The more well-known population attributable risk method [54] is simpler than the risk percentiles method for estimating improvements in life expectancy. But, the advantage of using risk percentiles method is that it already incorporates the life table and so we can estimate life expectancy as a direct output. In contrast, the population attributable risk method alone is not sufficient to estimate improvements in life expectancy.
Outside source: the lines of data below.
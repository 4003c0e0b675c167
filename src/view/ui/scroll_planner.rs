//! Scroll-to-node that survives layout settling
//!
//! A node's rect is only known after the host has laid it out, and the
//! viewport itself may take a few frames to reach its final size. A scroll
//! request is therefore kept pending across ticks:
//!
//! 1. **Request** - `request(target, center)` records the node to reveal.
//! 2. **Tick** - each frame, `tick(node_rect, viewport)` either waits for a
//!    usable rect, moves the offset so the node is inside the visible window,
//!    or clears the request once the node is fully visible.
//! 3. **Budget** - a request still unresolved after `frame_budget` ticks is
//!    dropped.
//!
//! Node rects and the `inner` (content) rect are in content coordinates; the
//! `outer` (visible) rect is in screen coordinates. Only its height matters.

use crate::view::geometry::Rect;
use crate::view::selection_tree::NodeId;

/// Ticks a request may stay pending before it is dropped
pub const DEFAULT_SCROLL_FRAME_BUDGET: u32 = 6;

/// Offsets closer than this count as unchanged
const OFFSET_EPSILON: f32 = 0.001;

/// Pending request to bring a node into view
#[derive(Debug, Clone, Copy, PartialEq)]
pub struct ScrollRequest {
    pub target: NodeId,
    /// Center the node instead of aligning the nearest edge
    pub center: bool,
    /// Ticks spent on this request so far
    pub ticks: u32,
}

/// Viewport geometry for one tick
#[derive(Debug, Clone, Copy, PartialEq, Default)]
pub struct ViewportRects {
    /// Visible area
    pub outer: Rect,
    /// Full scrollable content
    pub inner: Rect,
}

impl ViewportRects {
    pub fn new(outer: Rect, inner: Rect) -> Self {
        Self { outer, inner }
    }

    /// Largest valid scroll offset
    pub fn max_offset(&self) -> f32 {
        (self.inner.height - self.outer.height).max(0.0)
    }
}

/// Outcome of a single [`ScrollPlanner::tick`]
#[derive(Debug, Clone, Copy, PartialEq)]
pub enum ScrollTick {
    /// Nothing pending
    Idle,
    /// Rect or viewport not usable yet; request kept
    Waiting,
    /// Offset moved by `delta`; request kept until the node is seen in view
    Scrolled { delta: f32 },
    /// Node fully visible; request cleared
    Settled,
    /// Budget exhausted; request dropped
    Abandoned,
}

/// Vertical scroll offset plus at most one pending scroll request
#[derive(Debug, Clone)]
pub struct ScrollPlanner {
    offset: f32,
    pending: Option<ScrollRequest>,
    frame_budget: u32,
}

impl Default for ScrollPlanner {
    fn default() -> Self {
        Self::new(DEFAULT_SCROLL_FRAME_BUDGET)
    }
}

impl ScrollPlanner {
    pub fn new(frame_budget: u32) -> Self {
        Self {
            offset: 0.0,
            pending: None,
            frame_budget: frame_budget.max(1),
        }
    }

    /// Current scroll offset
    pub fn offset(&self) -> f32 {
        self.offset
    }

    /// Set the offset directly (e.g. from a scrollbar drag)
    pub fn set_offset(&mut self, offset: f32, viewport: &ViewportRects) {
        self.offset = offset.clamp(0.0, viewport.max_offset());
    }

    /// Scroll by `delta`, positive scrolling down
    pub fn scroll_by(&mut self, delta: f32, viewport: &ViewportRects) {
        self.set_offset(self.offset + delta, viewport);
    }

    /// Jump to the top
    pub fn to_top(&mut self) {
        self.offset = 0.0;
    }

    /// Pending request, if any
    pub fn pending(&self) -> Option<&ScrollRequest> {
        self.pending.as_ref()
    }

    /// Ask for `target` to be brought into view. Replaces any pending request.
    pub fn request(&mut self, target: NodeId, center: bool) {
        self.pending = Some(ScrollRequest {
            target,
            center,
            ticks: 0,
        });
    }

    /// Drop the pending request
    pub fn cancel(&mut self) {
        self.pending = None;
    }

    /// Visible window in content coordinates as (top, bottom)
    pub fn visible_window(&self, viewport: &ViewportRects) -> (f32, f32) {
        let top = viewport.inner.y + self.offset;
        (top, top + viewport.outer.height)
    }

    /// Advance the pending request by one frame
    ///
    /// `node_rect` is the target's last laid-out rect, or `None` if it has
    /// not been drawn.
    pub fn tick(&mut self, node_rect: Option<Rect>, viewport: &ViewportRects) -> ScrollTick {
        let Some(request) = self.pending.as_mut() else {
            return ScrollTick::Idle;
        };
        request.ticks += 1;
        let request = *request;

        let rect = node_rect.filter(|rect| rect.is_settled());
        let outcome = match rect {
            Some(rect) if viewport.outer.is_settled() => self.scroll_towards(rect, request, viewport),
            _ => ScrollTick::Waiting,
        };

        match outcome {
            ScrollTick::Settled => {
                self.pending = None;
                outcome
            }
            _ if request.ticks >= self.frame_budget => {
                self.pending = None;
                tracing::debug!(
                    target_node = %request.target,
                    ticks = request.ticks,
                    "scroll request did not settle, dropping it"
                );
                match outcome {
                    ScrollTick::Scrolled { .. } => outcome,
                    _ => ScrollTick::Abandoned,
                }
            }
            _ => outcome,
        }
    }

    fn scroll_towards(
        &mut self,
        rect: Rect,
        request: ScrollRequest,
        viewport: &ViewportRects,
    ) -> ScrollTick {
        let (top, bottom) = self.visible_window(viewport);
        if rect.top() >= top && rect.bottom() <= bottom {
            return ScrollTick::Settled;
        }

        let window = viewport.outer.height;
        let origin = viewport.inner.y;
        let desired = if request.center {
            rect.top() + rect.height / 2.0 - window / 2.0 - origin
        } else if rect.top() < top || rect.height > window {
            // Above the window, or too tall to fit: align the top edge
            rect.top() - origin
        } else {
            rect.bottom() - window - origin
        };

        let new_offset = desired.clamp(0.0, viewport.max_offset());
        let delta = new_offset - self.offset;
        if delta.abs() < OFFSET_EPSILON {
            // Clamped against an edge; the node cannot get any closer
            return ScrollTick::Waiting;
        }

        self.offset = new_offset;
        tracing::trace!(target_node = %request.target, delta, "scrolled towards node");
        ScrollTick::Scrolled { delta }
    }
}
The non-J shaped relationship between intensity and duration of cigarette smoking and chronic diseases implies that the population approach reduces the risk of everyone in the population [55]. In Australia, the major smoking-related diseases are spread all across the population. However, since the combined approach of reducing smoking is most effective for improving life expectancy of Australians particularly when the high risk groups have a high fraction of smokers in the population, it is evident that targeting these groups for smoking reductions can strongly complement the existing population-based smoking reduction strategies. We believe that the “high risk” approach is not interfering with potential “population strategies”. Population strategies like increasing price and duty for cigarettes, bans on advertising, public health campaigns, smoke free legislation, jurisdictional bans and limitations on point of sale display, mandatory graphic health warnings on packaging will help to further reduce smoking prevalence in Australia. We believe that although the disparity in smoking prevalence between high risk and normal or low risk population subgroups has started to narrow down, this can be accelerated by specifically targeting high risk groups for smoking reduction. By applying systematic policy and population-based tobacco control programs with proven effectiveness to these high risk groups, their smoking prevalence can be reduced and subsequently tobacco-related disparities between the groups can be narrowed down. Furthermore, tailoring of population-based tobacco control strategies in these specific population groups is necessary when it’s appropriate.

Conclusions

Targeting both the population as well as a high prevalent smoking subgroup having a large fraction of smokers in the population for smoking reduction contributes more to population health gains in Australia than targeting the population alone for smoking reduction. Therefore, as both approaches are important, the national prevention policies should make judicious use of both to maximize health gain.